Après un regard en biais à Luke, il conclut :

— Enfin bref, on fera ce qu’il faut et on le fera bien.

Le mess du Temple était pleine. Sur Coruscant, il était toujours plein. Le Temple fourmillait d’une activité qui ne dormait jamais : quand certains allaient se coucher, d’autres se réveillaient. Les espèces nocturnes se mêlaient aux espèces diurnes. Il y avait des recherches et des enquêtes qu’on ne faisait que la nuit. Bientôt installés en tête-à-tête à une table libre, près des immenses baies vitrées qui laissaient apercevoir au loin le vaste Sénat Galactique, les deux Jedis purent commencer leur repas.

Le datapad de Karm ne tarda pas cependant à vibrer.

— C’est Ekkt. Il confirme qu’on va pouvoir passer à l’étape suivante bientôt. Il a dû obtenir ce qu’il voulait du Twi’Lek.

Karm ne savait pas s’ils devaient vraiment s’en réjouir. Il y eut un silence et puis Karm déclara soudain :

— Tavaï est dans la Bordure Extérieure, à l’opposée de l’Empire.
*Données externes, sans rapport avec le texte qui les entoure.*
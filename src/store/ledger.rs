// src/store/ledger.rs

//! Store writes paired with log-update notifications.
//!
//! Every component that mutates a record goes through [`RunLedger`], so
//! subscribers see each buffer change without relying on store hooks.

use std::sync::Arc;

use crate::errors::{DroidflowError, Result};
use crate::exec::process::{OutputLine, StreamKind};
use crate::notify::{LogHub, LogUpdate};
use crate::record::{RunRecord, RunSnapshot, StepRunRecord};
use crate::types::{RunId, StepLogId};

use super::RunStore;

#[derive(Clone)]
pub struct RunLedger {
    store: Arc<dyn RunStore>,
    hub: LogHub,
}

impl std::fmt::Debug for RunLedger {
    fn fmt(&self, f: &mut std::fmt::Formatter<'_>) -> std::fmt::Result {
        f.debug_struct("RunLedger").field("hub", &self.hub).finish_non_exhaustive()
    }
}

impl RunLedger {
    pub fn new(store: Arc<dyn RunStore>, hub: LogHub) -> Self {
        Self { store, hub }
    }

    pub fn hub(&self) -> &LogHub {
        &self.hub
    }

    pub fn create_run(&self, run: RunRecord) -> Result<RunRecord> {
        let run = self.store.insert_run(run)?;
        self.hub.publish(&LogUpdate::for_run(&run));
        Ok(run)
    }

    pub fn run(&self, id: RunId) -> Result<RunRecord> {
        self.store
            .get_run(id)?
            .ok_or_else(|| DroidflowError::NotFound(format!("run {id}")))
    }

    pub fn update_run(&self, id: RunId, f: impl FnOnce(&mut RunRecord)) -> Result<RunRecord> {
        let mut f = Some(f);
        let run = self.store.update_run(id, &mut |r: &mut RunRecord| {
            if let Some(f) = f.take() {
                f(r)
            }
        })?;
        self.hub.publish(&LogUpdate::for_run(&run));
        Ok(run)
    }

    pub fn create_step(&self, step: StepRunRecord) -> Result<StepRunRecord> {
        let step = self.store.insert_step(step)?;
        self.hub.publish(&LogUpdate::for_step(&step));
        Ok(step)
    }

    pub fn update_step(
        &self,
        id: StepLogId,
        f: impl FnOnce(&mut StepRunRecord),
    ) -> Result<StepRunRecord> {
        let mut f = Some(f);
        let step = self.store.update_step(id, &mut |s: &mut StepRunRecord| {
            if let Some(f) = f.take() {
                f(s)
            }
        })?;
        self.hub.publish(&LogUpdate::for_step(&step));
        Ok(step)
    }

    /// Append one captured line to a step's buffers.
    pub fn append_output(&self, id: StepLogId, line: &OutputLine) -> Result<StepRunRecord> {
        self.update_step(id, |step| match line.stream {
            StreamKind::Stdout => step.push_stdout_line(&line.text),
            StreamKind::Stderr => step.push_stderr_line(&line.text),
        })
    }

    pub fn steps_of(&self, run_id: RunId) -> Result<Vec<StepRunRecord>> {
        self.store.steps_of(run_id)
    }

    pub fn runs(&self) -> Result<Vec<RunRecord>> {
        self.store.list_runs()
    }

    pub fn snapshot(&self, run_id: RunId) -> Result<RunSnapshot> {
        Ok(RunSnapshot {
            run: self.run(run_id)?,
            steps: self.steps_of(run_id)?,
        })
    }
}
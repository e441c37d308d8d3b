// src/devices.rs

//! Device registry collaborator.
//!
//! Device records (connection strings, online state) are owned elsewhere;
//! the engine only asks the questions in [`DeviceRegistry`].

use std::collections::BTreeMap;
use std::sync::{RwLock, RwLockReadGuard, RwLockWriteGuard};

use crate::errors::{DroidflowError, Result};

pub trait DeviceRegistry: Send + Sync {
    fn is_online(&self, device_id: &str) -> bool;
    fn is_active(&self, device_id: &str) -> bool;
    /// Argument handed to scripts (serial or `host:port`).
    fn connection_identifier(&self, device_id: &str) -> Option<String>;
    /// Known device ids, in selection order.
    fn device_ids(&self) -> Vec<String>;
}

#[derive(Debug, Clone, PartialEq, Eq)]
pub struct DeviceEntry {
    pub id: String,
    pub name: Option<String>,
    pub connection: String,
    pub online: bool,
    pub active: bool,
}

impl DeviceEntry {
    /// An active, online device whose connection string equals its id.
    pub fn new(id: impl Into<String>) -> Self {
        let id = id.into();
        Self {
            connection: id.clone(),
            id,
            name: None,
            online: true,
            active: true,
        }
    }
}

/// Registry backed by the `[device.*]` config sections. Online state can
/// be flipped at runtime by whatever watches the bridge.
#[derive(Debug, Default)]
pub struct StaticDeviceRegistry {
    devices: RwLock<BTreeMap<String, DeviceEntry>>,
}

impl StaticDeviceRegistry {
    pub fn new(entries: impl IntoIterator<Item = DeviceEntry>) -> Self {
        Self {
            devices: RwLock::new(entries.into_iter().map(|d| (d.id.clone(), d)).collect()),
        }
    }

    fn read(&self) -> RwLockReadGuard<'_, BTreeMap<String, DeviceEntry>> {
        self.devices.read().unwrap_or_else(|e| e.into_inner())
    }

    fn write(&self) -> RwLockWriteGuard<'_, BTreeMap<String, DeviceEntry>> {
        self.devices.write().unwrap_or_else(|e| e.into_inner())
    }

    pub fn set_online(&self, device_id: &str, online: bool) -> Result<()> {
        let mut devices = self.write();
        let entry = devices
            .get_mut(device_id)
            .ok_or_else(|| DroidflowError::NotFound(format!("device '{device_id}'")))?;
        entry.online = online;
        Ok(())
    }

    pub fn get(&self, device_id: &str) -> Option<DeviceEntry> {
        self.read().get(device_id).cloned()
    }
}

impl DeviceRegistry for StaticDeviceRegistry {
    fn is_online(&self, device_id: &str) -> bool {
        self.read().get(device_id).is_some_and(|d| d.online)
    }

    fn is_active(&self, device_id: &str) -> bool {
        self.read().get(device_id).is_some_and(|d| d.active)
    }

    fn connection_identifier(&self, device_id: &str) -> Option<String> {
        self.read().get(device_id).map(|d| d.connection.clone())
    }

    fn device_ids(&self) -> Vec<String> {
        self.read().keys().cloned().collect()
    }
}

#[cfg(test)]
mod tests {
    use super::*;

    #[test]
    fn unknown_devices_are_offline_and_inactive() {
        let registry = StaticDeviceRegistry::new([DeviceEntry::new("emulator-5554")]);
        assert!(registry.is_online("emulator-5554"));
        assert!(!registry.is_online("ghost"));
        assert!(!registry.is_active("ghost"));
        assert_eq!(registry.connection_identifier("ghost"), None);
    }

    #[test]
    fn online_state_can_change() {
        let registry = StaticDeviceRegistry::new([DeviceEntry::new("a")]);
        registry.set_online("a", false).unwrap();
        assert!(!registry.is_online("a"));
        assert!(registry.set_online("b", true).is_err());
    }
}
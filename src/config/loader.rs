// src/config/loader.rs

use std::fs;
use std::path::{Path, PathBuf};

use crate::catalog::is_path_like;
use crate::config::model::{ConfigFile, RawConfigFile};
use crate::errors::Result;

/// Load a configuration file from a given path and return the raw `RawConfigFile`.
///
/// This only performs TOML deserialization; it does **not** perform semantic
/// validation. Use [`load_and_validate`] for that.
pub fn load_from_path(path: impl AsRef<Path>) -> Result<RawConfigFile> {
    let path = path.as_ref();
    let contents = fs::read_to_string(path)?;

    let config: RawConfigFile = toml::from_str(&contents)?;

    Ok(config)
}

/// Load a configuration file from path, anchor its relative paths to the
/// file's directory and validate it.
pub fn load_and_validate(path: impl AsRef<Path>) -> Result<ConfigFile> {
    let path = path.as_ref();
    let mut raw_config = load_from_path(path)?;
    anchor_relative_paths(&mut raw_config, &config_root_dir(path));
    let config = ConfigFile::try_from(raw_config)?;
    Ok(config)
}

/// Helper to resolve a default config path: `Droidflow.toml` in the current
/// working directory.
pub fn default_config_path() -> PathBuf {
    PathBuf::from("Droidflow.toml")
}

/// Directory relative paths in a config file are resolved against.
///
/// A bare filename like "Droidflow.toml" (parent = "") maps to ".".
pub fn config_root_dir(config_path: &Path) -> PathBuf {
    match config_path.parent() {
        Some(parent) if !parent.as_os_str().is_empty() => parent.to_path_buf(),
        _ => PathBuf::from("."),
    }
}

fn anchor(root: &Path, value: &mut String) {
    let path = Path::new(value.as_str());
    if path.is_relative() && !value.is_empty() {
        *value = root.join(path).display().to_string();
    }
}

/// Rewrite relative script, interpreter and directory paths so they do not
/// depend on the process's working directory. Bare interpreter names
/// (`python3`) are left for `PATH` lookup.
pub fn anchor_relative_paths(cfg: &mut RawConfigFile, root: &Path) {
    for script in cfg.script.values_mut() {
        anchor(root, &mut script.path);
        if let Some(dir) = script.working_dir.as_mut() {
            anchor(root, dir);
        }
        if is_path_like(Path::new(&script.interpreter)) {
            anchor(root, &mut script.interpreter);
        }
    }
    if let Some(dir) = cfg.policy.flag_dir.as_mut() {
        anchor(root, dir);
    }
    if let Some(dir) = cfg.policy.store_dir.as_mut() {
        anchor(root, dir);
    }
}

#[cfg(test)]
mod tests {
    use super::*;

    #[test]
    fn relative_paths_follow_the_config_file() {
        let mut cfg: RawConfigFile = toml::from_str(
            r#"
            [policy]
            store_dir = "runs"

            [script.a]
            interpreter = "python3"
            path = "scripts/a.py"

            [script.b]
            interpreter = "venv/bin/python"
            path = "/abs/b.py"
            "#,
        )
        .unwrap();
        anchor_relative_paths(&mut cfg, Path::new("/srv/flows"));

        assert_eq!(cfg.script["a"].path, "/srv/flows/scripts/a.py");
        assert_eq!(cfg.script["a"].interpreter, "python3");
        assert_eq!(cfg.script["b"].path, "/abs/b.py");
        assert_eq!(cfg.script["b"].interpreter, "/srv/flows/venv/bin/python");
        assert_eq!(cfg.policy.store_dir.as_deref(), Some("/srv/flows/runs"));
        assert!(cfg.policy.flag_dir.is_none());
    }

    #[test]
    fn root_dir_of_bare_filename_is_cwd() {
        assert_eq!(config_root_dir(Path::new("Droidflow.toml")), PathBuf::from("."));
        assert_eq!(
            config_root_dir(Path::new("conf/Droidflow.toml")),
            PathBuf::from("conf")
        );
    }
}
Le jeune homme reposa sa fourchette.

— Elle mène une guérilla là-bas contre des avant-postes républicains. Probablement pour se sécuriser un petit territoire et pouvoir bâtir durablement des opérations de plus long terme. Y a des Sentinelles qui sont chargées de surveiller tout ça, j’ai vu quelques rapports. On m’a demandé si je voulais bien essayer d’infiltrer mais j’ai dit que je me sentais pas de le faire. C’était un peu…

Après avoir cherché ses mots, il haussa les épaules.

— J’sais pas. Lâche, je suppose.

Mais il se voyait mal berner son ancienne Maître et il n’était pas sûr de ses propres réactions en la revoyant. Il avait eu pour elle une admiration et un respect malsains, parce qu’il s’y mêlait la peur de nouvelles maltraitances, une sorte de soumission psychologique qu’il avait pu confondre pour de l’affection et même de l’amour, et l’idée d’affronter à nouveau cette réalité l’intimidait beaucoup trop pour qu’il se lançât dans l’aventure.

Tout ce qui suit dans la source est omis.